Your task is to copy every line below that contains the word "CommandGroup".
Segment Start: Data for analysis
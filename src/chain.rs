use crate::{
    auxiliary::constants::general::{MAX_COMMANDS, SEPARATOR},
    errors::{Error, Result},
};

/// One `name [args...]` unit of a chain.
#[derive(Clone, Copy, Debug, PartialEq, Eq)]
pub struct CommandGroup<'a> {
    tokens: &'a [String],
}

impl<'a> CommandGroup<'a> {
    pub fn new(tokens: &'a [String]) -> Self {
        Self { tokens }
    }

    pub fn name(&self) -> Option<&'a str> {
        self.tokens.first().map(String::as_str)
    }

    pub fn arguments(&self) -> &'a [String] {
        self.tokens.get(1..).unwrap_or_default()
    }
}

/// Splits `tokens` on standalone separators.
///
/// A trailing separator closes the last command without opening a new one,
/// anything else between two separators (including nothing) is a command.
pub fn split(tokens: &[String]) -> Result<Vec<CommandGroup<'_>>> {
    if tokens.is_empty() {
        return Ok(Vec::new());
    }
    let mut groups: Vec<CommandGroup<'_>> = tokens
        .split(|token| token == SEPARATOR)
        .map(CommandGroup::new)
        .collect();
    if tokens.last().is_some_and(|token| token == SEPARATOR) {
        groups.pop();
    }
    if groups.len() > MAX_COMMANDS {
        return Err(Error::TooManyCommands {
            count: groups.len(),
        });
    }
    Ok(groups)
}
Segment End: Data for analysis
**Exercise response**.
pub struct CommandGroup<'a> {
impl<'a> CommandGroup<'a> {
pub fn split(tokens: &[String]) -> Result<Vec<CommandGroup<'_>>> {
    let mut groups: Vec<CommandGroup<'_>> = tokens
        .map(CommandGroup::new)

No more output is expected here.